Cyber security is the new electoral reform as Trudeau gives new mandate

Canada’s Minister of Democratic Institutions Karina Gould has a new mandate to focus on defending against cyber security threats to elections instead of reforming the process by which the country votes, following an open mandate letter from Prime Minister Justin Trudeau.

Electoral reform had been one of the promises the Liberal government campaigned on leading up to their election, with Trudeau going so far as to say the October 2015 federal vote would be the last under a first past the post system. But now the government is turning away from that promise and identifying new top priorities.
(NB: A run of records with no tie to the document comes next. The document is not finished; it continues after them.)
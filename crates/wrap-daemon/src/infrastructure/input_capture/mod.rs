//! Mouse hook and cursor adapters.
//!
//! On Windows this installs a low-level mouse hook (`WH_MOUSE_LL`) on a
//! dedicated Win32 message-loop thread.  That thread owns the
//! [`WrapHookHandler`](crate::application::handle_moves::WrapHookHandler):
//! every move is decided synchronously inside the hook callback, and
//! sticky-edge timer fires are delivered to the same thread as thread
//! messages so the cursor is only ever positioned from the hook thread.
//!
//! # Windows-Specific Implementation
//!
//! The hook callback must complete within ~300ms or Windows will remove the
//! hook.  The wrap decision is a handful of comparisons over a few edges, so
//! it runs inline.
//!
//! # Testability
//!
//! The [`mock`] module provides recording [`CursorController`] and
//! [`PointerButtons`] doubles so the handler can be driven without hooks.
//!
//! [`CursorController`]: crate::application::handle_moves::CursorController
//! [`PointerButtons`]: crate::application::handle_moves::PointerButtons

use std::sync::Arc;

use tokio::runtime::Handle;

use crate::application::state::SharedWrapState;

pub mod mock;

#[cfg(target_os = "windows")]
pub mod windows;

/// Error type for hook installation.
#[derive(Debug, thiserror::Error)]
pub enum CaptureError {
    #[error("failed to install mouse hook: {0}")]
    MouseHookInstallFailed(String),
    #[error("failed to spawn hook thread: {0}")]
    ThreadSpawnFailed(String),
    #[error("platform not supported: {0}")]
    UnsupportedPlatform(String),
}

/// Installs the platform mouse hook with a [`WrapHookHandler`] wired to the
/// native cursor and button adapters and a Tokio-backed sticky-edge timer.
///
/// The hook stays installed until the returned value is dropped.
///
/// # Errors
///
/// Returns [`CaptureError`] if the hook cannot be installed, or
/// [`CaptureError::UnsupportedPlatform`] off Windows.
///
/// [`WrapHookHandler`]: crate::application::handle_moves::WrapHookHandler
#[cfg(target_os = "windows")]
pub fn start_native_hook(
    state: Arc<SharedWrapState>,
    runtime: Handle,
) -> Result<windows::WindowsMouseHook, CaptureError> {
    use crate::application::handle_moves::WrapHookHandler;
    use crate::infrastructure::timer::TokioStickyTimer;

    windows::WindowsMouseHook::start(move |sink| {
        WrapHookHandler::new(
            state,
            Box::new(TokioStickyTimer::new(runtime, Arc::new(sink))),
            Box::new(windows::Win32Cursor),
            Box::new(windows::Win32Buttons),
        )
    })
}

/// Off Windows there is no low-level mouse hook to install.
#[cfg(not(target_os = "windows"))]
pub fn start_native_hook(
    _state: Arc<SharedWrapState>,
    _runtime: Handle,
) -> Result<(), CaptureError> {
    Err(CaptureError::UnsupportedPlatform(std::env::consts::OS.to_string()))
}
//! Wrap configuration values.
//!
//! The settings collaborator owns persistence; the engine receives these as
//! plain values on every call and never stores them as its own state beyond
//! remembering the last copy to detect material changes.

use serde::{Deserialize, Serialize};
use thiserror::Error;

/// Errors converting raw settings values.
#[derive(Debug, Error, PartialEq, Eq)]
pub enum SettingsError {
    /// The wrap mode integer is outside `0..=2`.
    #[error("invalid wrap mode {0}: expected 0 (both), 1 (vertical only) or 2 (horizontal only)")]
    InvalidWrapMode(u8),
}

/// Which pairs of edges may trigger a wrap.
///
/// On the settings boundary this is an integer: `0` = both, `1` = vertical
/// only (top/bottom), `2` = horizontal only (left/right).
#[derive(Debug, Clone, Copy, PartialEq, Eq, Default, Serialize, Deserialize)]
#[serde(try_from = "u8", into = "u8")]
pub enum WrapMode {
    #[default]
    Both,
    VerticalOnly,
    HorizontalOnly,
}

impl TryFrom<u8> for WrapMode {
    type Error = SettingsError;

    fn try_from(value: u8) -> Result<Self, Self::Error> {
        match value {
            0 => Ok(WrapMode::Both),
            1 => Ok(WrapMode::VerticalOnly),
            2 => Ok(WrapMode::HorizontalOnly),
            other => Err(SettingsError::InvalidWrapMode(other)),
        }
    }
}

impl From<WrapMode> for u8 {
    fn from(mode: WrapMode) -> Self {
        match mode {
            WrapMode::Both => 0,
            WrapMode::VerticalOnly => 1,
            WrapMode::HorizontalOnly => 2,
        }
    }
}

impl WrapMode {
    /// Returns `true` if left/right edges may wrap under this mode.
    pub fn allows_horizontal(self) -> bool {
        matches!(self, WrapMode::Both | WrapMode::HorizontalOnly)
    }

    /// Returns `true` if top/bottom edges may wrap under this mode.
    pub fn allows_vertical(self) -> bool {
        matches!(self, WrapMode::Both | WrapMode::VerticalOnly)
    }
}

/// The full set of values that steer a wrap decision.
#[derive(Debug, Clone, Copy, PartialEq, Eq, Serialize, Deserialize)]
pub struct WrapSettings {
    /// Suppress wrapping while the primary mouse button is held.
    #[serde(default = "default_true")]
    pub disable_wrap_during_drag: bool,
    #[serde(default)]
    pub wrap_mode: WrapMode,
    /// Suppress wrapping entirely when only one monitor is attached.
    #[serde(default)]
    pub disable_on_single_monitor: bool,
    /// Require the cursor to dwell at the edge before wrapping.
    #[serde(default)]
    pub sticky_edge_enabled: bool,
    #[serde(default = "default_sticky_edge_delay_ms")]
    pub sticky_edge_delay_ms: u32,
}

fn default_true() -> bool {
    true
}
fn default_sticky_edge_delay_ms() -> u32 {
    300
}

impl Default for WrapSettings {
    fn default() -> Self {
        Self {
            disable_wrap_during_drag: default_true(),
            wrap_mode: WrapMode::default(),
            disable_on_single_monitor: false,
            sticky_edge_enabled: false,
            sticky_edge_delay_ms: default_sticky_edge_delay_ms(),
        }
    }
}
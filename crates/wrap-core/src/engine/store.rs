//! Lock-free publication of topology snapshots.
//!
//! The hook thread reads the current topology on every mouse move while the
//! display-change side occasionally replaces it.  The writer builds a new
//! [`Topology`] off to the side and swaps the pointer in one atomic step;
//! readers never observe a half-rebuilt topology and never block.  An old
//! snapshot is dropped once the last reader releases it.

use std::sync::atomic::{AtomicU64, Ordering};
use std::sync::Arc;

use arc_swap::ArcSwap;
use tracing::debug;

use crate::domain::topology::Topology;

/// A published topology tagged with the generation it was published under.
#[derive(Debug)]
pub struct TopologySnapshot {
    pub generation: u64,
    pub topology: Topology,
}

/// Holder of the current [`TopologySnapshot`].
pub struct TopologyStore {
    current: ArcSwap<TopologySnapshot>,
    next_generation: AtomicU64,
}

impl TopologyStore {
    /// Creates a store holding `initial` as generation 0.
    pub fn new(initial: Topology) -> Self {
        Self {
            current: ArcSwap::from_pointee(TopologySnapshot {
                generation: 0,
                topology: initial,
            }),
            next_generation: AtomicU64::new(1),
        }
    }

    /// Returns the current snapshot.
    pub fn load(&self) -> Arc<TopologySnapshot> {
        self.current.load_full()
    }

    /// Generation of the current snapshot.
    pub fn generation(&self) -> u64 {
        self.current.load().generation
    }

    /// Replaces the current topology and returns the new generation.
    pub fn publish(&self, topology: Topology) -> u64 {
        let generation = self.next_generation.fetch_add(1, Ordering::Relaxed);
        let monitors = topology.monitor_count();
        self.current.store(Arc::new(TopologySnapshot {
            generation,
            topology,
        }));
        debug!(generation, monitors, "topology snapshot published");
        generation
    }
}

impl Default for TopologyStore {
    fn default() -> Self {
        Self::new(Topology::empty())
    }
}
Defending against cyber threats along with other transparency measures are named as elements of the Minister’s new mandate.
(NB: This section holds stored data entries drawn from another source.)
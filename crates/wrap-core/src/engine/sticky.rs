//! Sticky-edge dwell: the cursor must rest on a wrappable edge for a
//! configured delay before the wrap executes.
//!
//! The timer fires on a timer thread, not on the hook thread that owns the
//! engine.  It never touches engine state directly: it hands a
//! [`WrapRequest`] back to the hook thread, which acts on it only if the
//! request still matches the pending dwell (same token, same topology
//! generation).  A fire that lost a race with a cancel is discarded there.

use std::time::Duration;

use tracing::debug;

use crate::domain::geometry::{MonitorId, Point};
use crate::domain::topology::EdgeType;

/// Message a fired timer posts back to the hook thread.
#[derive(Debug, Clone, Copy, PartialEq, Eq)]
pub struct WrapRequest {
    /// Topology generation the dwell was armed under.
    pub generation: u64,
    /// Identifies the dwell that armed the timer.
    pub token: u64,
}

/// One-shot, cancelable timer facility.
///
/// Implementations must run the delay off the hook thread and deliver the
/// request through a thread-safe handoff.  At most one timer may be live:
/// `schedule` replaces any pending one.  `cancel` must be synchronous and
/// idempotent; a fire that races a cancel is tolerated downstream.
pub trait StickyTimer: Send {
    fn schedule(&mut self, delay: Duration, request: WrapRequest);
    fn cancel(&mut self);
}

/// The edge condition a pending dwell was armed for.
#[derive(Debug, Clone, Copy, PartialEq, Eq)]
pub struct StickyEdgeState {
    /// Where the dwell was armed.  Reported when the fire is handled; the
    /// wrap itself starts from the live cursor.
    pub trigger_position: Point,
    pub trigger_edge: EdgeType,
    pub trigger_monitor: MonitorId,
    pub generation: u64,
    pub token: u64,
}

/// Dwell state machine.  Idle when `pending` is `None`.
pub struct StickyEdge {
    timer: Box<dyn StickyTimer>,
    pending: Option<StickyEdgeState>,
    next_token: u64,
}

impl StickyEdge {
    pub fn new(timer: Box<dyn StickyTimer>) -> Self {
        Self {
            timer,
            pending: None,
            next_token: 1,
        }
    }

    pub fn pending(&self) -> Option<&StickyEdgeState> {
        self.pending.as_ref()
    }

    /// Records that the cursor is on `edge` of `monitor`.
    ///
    /// Arms a timer when idle, keeps the running timer while the cursor
    /// stays on the same edge, and cancels then re-arms when it has moved to
    /// a different edge.
    pub fn observe(
        &mut self,
        monitor: MonitorId,
        edge: EdgeType,
        position: Point,
        generation: u64,
        delay: Duration,
    ) {
        if let Some(p) = &self.pending {
            if p.trigger_monitor == monitor
                && p.trigger_edge == edge
                && p.generation == generation
            {
                return;
            }
            self.timer.cancel();
        }

        let token = self.next_token;
        self.next_token = self.next_token.wrapping_add(1);
        self.pending = Some(StickyEdgeState {
            trigger_position: position,
            trigger_edge: edge,
            trigger_monitor: monitor,
            generation,
            token,
        });
        debug!(%monitor, ?edge, token, delay_ms = delay.as_millis() as u64, "sticky edge armed");
        self.timer.schedule(delay, WrapRequest { generation, token });
    }

    /// Cancels any pending dwell.  Safe to call when idle.
    pub fn clear(&mut self) {
        if let Some(p) = self.pending.take() {
            debug!(token = p.token, "sticky edge cancelled");
            self.timer.cancel();
        }
    }

    /// Consumes the pending dwell if `request` was issued for it.
    ///
    /// The timer has already fired, so it is not cancelled.  Returns `None`
    /// and leaves state untouched for stale requests.
    pub fn take_matching(&mut self, request: WrapRequest) -> Option<StickyEdgeState> {
        match self.pending {
            Some(p) if p.token == request.token && p.generation == request.generation => {
                self.pending = None;
                Some(p)
            }
            _ => None,
        }
    }
}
“You will lead on improving our democratic institutions and Senate reform to restore Canadians’ trust and participation in our democratic processes,” the letter states. “In collaboration with the Minister of National Defence and the Minister of Public Safety and Emergency Preparedness, lead the Government of Canada’s efforts to defend the Canadian electoral process from cyber threats.”

That includes asking the Communications Security Establishment (CSE) to analyze risks to Canada’s political and electoral activities from hackers, it continues, and to release a public assessment. CSE should also offer advice to the political parties and to Elections Canada for cyber security best practices.
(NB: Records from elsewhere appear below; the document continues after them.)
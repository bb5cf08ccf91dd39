//! Windows monitor enumeration via `EnumDisplayMonitors` / `GetMonitorInfoW`.

use windows::core::BOOL;
use windows::Win32::Foundation::{LPARAM, RECT};
use windows::Win32::Graphics::Gdi::{
    EnumDisplayMonitors, GetMonitorInfoW, HDC, HMONITOR, MONITORINFO, MONITORINFOF_PRIMARY,
};
use wrap_core::MonitorRect;

use crate::application::refresh_topology::{MonitorEnumerator, ScreenError};

/// Monitor rectangle as reported by Win32, before ids are assigned.
struct RawMonitor {
    rect: RECT,
    is_primary: bool,
}

/// Windows implementation of [`MonitorEnumerator`].
pub struct WindowsMonitorEnumerator;

impl WindowsMonitorEnumerator {
    pub fn new() -> Self {
        Self
    }
}

impl Default for WindowsMonitorEnumerator {
    fn default() -> Self {
        Self::new()
    }
}

impl MonitorEnumerator for WindowsMonitorEnumerator {
    fn enumerate_monitors(&self) -> Result<Vec<MonitorRect>, ScreenError> {
        let mut raw: Vec<RawMonitor> = Vec::new();

        // SAFETY: `lpfn` has the correct signature.  `dwData` points to `raw`,
        // which outlives this synchronous call.  A null HDC enumerates every
        // monitor on the virtual desktop.
        let ok = unsafe {
            EnumDisplayMonitors(
                None,
                None,
                Some(monitor_enum_proc),
                LPARAM(&mut raw as *mut Vec<RawMonitor> as isize),
            )
        };
        if !ok.as_bool() {
            return Err(ScreenError::Platform("EnumDisplayMonitors failed".to_string()));
        }

        // Ordinals follow position so they are stable across enumerations.
        raw.sort_by_key(|m| (m.rect.left, m.rect.top));

        Ok(raw
            .into_iter()
            .enumerate()
            .map(|(i, m)| {
                let r = m.rect;
                let rect = MonitorRect::new(i as u32, r.left, r.top, r.right, r.bottom);
                if m.is_primary {
                    rect.primary()
                } else {
                    rect
                }
            })
            .collect())
    }
}

/// Win32 monitor enumeration callback.
///
/// # Safety
///
/// Called by Win32 inside `EnumDisplayMonitors`.  `lparam` must be a valid
/// pointer to `Vec<RawMonitor>` for the duration of the enumeration call.
unsafe extern "system" fn monitor_enum_proc(
    hmonitor: HMONITOR,
    _hdc: HDC,
    _lprc_clip: *mut RECT,
    lparam: LPARAM,
) -> BOOL {
    let monitors = &mut *(lparam.0 as *mut Vec<RawMonitor>);

    let mut info = MONITORINFO {
        cbSize: std::mem::size_of::<MONITORINFO>() as u32,
        ..Default::default()
    };

    // SAFETY: `hmonitor` is a valid handle provided by Win32.
    if GetMonitorInfoW(hmonitor, &mut info).as_bool() {
        monitors.push(RawMonitor {
            rect: info.rcMonitor,
            is_primary: (info.dwFlags & MONITORINFOF_PRIMARY) != 0,
        });
    }

    BOOL(1) // continue enumeration
}

// ── Tests ─────────────────────────────────────────────────────────────────────

#[cfg(test)]
mod tests {
    use super::*;

    /// The monitor count depends on the test machine, so only shape is checked.
    #[test]
    fn test_windows_enumerator_assigns_sequential_ids() {
        let monitors = WindowsMonitorEnumerator::new()
            .enumerate_monitors()
            .expect("enumerate");
        for (i, m) in monitors.iter().enumerate() {
            assert_eq!(m.id.0 as usize, i, "ids must be sequential");
            assert!(m.right > m.left && m.bottom > m.top);
        }
    }

    #[test]
    fn test_windows_enumerator_reports_at_most_one_primary() {
        let monitors = WindowsMonitorEnumerator::new()
            .enumerate_monitors()
            .expect("enumerate");
        assert!(monitors.iter().filter(|m| m.is_primary).count() <= 1);
    }
}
Part of the CSE’s overall mandate is to detect and mitigate malicious cyber activity coming from foreign sources. As part of that effort, the CSE reviews metadata under its foreign signals intelligence activities. According to its annual report for 2015-2016, this helps CSE understand global information infrastructure and direct its activities directed at foreign entities, mitigating the risk of interception of private communications of Canadians.

Trudeau’s directive to focus on cyber security follows a U.S. election that was overshadowed by intelligence agency claims that Russia tried to exercise influence over the outcome, favouring the winning candidate Donald Trump.

For example, a report released at the tail-end of 2016 by the U.S. Office of the Director of National Intelligence stated:

“Russian intelligence services collected against the U.S. primary campaigns, think tanks, and lobbying groups they viewed as likely to shape future U.S. policies. In July 2015, Russian intelligence gained access to Democratic National Committee (DNC) networks and maintained that access until at least June 2016. The General Staff Main Intelligence Directorate (GRU) probably began cyber operations aimed at the U.S. election by March 2016. We assess that the GRU operations resulted in the compromise of the personal e-mail accounts of Democratic Party officials and political figures. By May, the GRU had exfiltrated large volumes of data from the DNC.”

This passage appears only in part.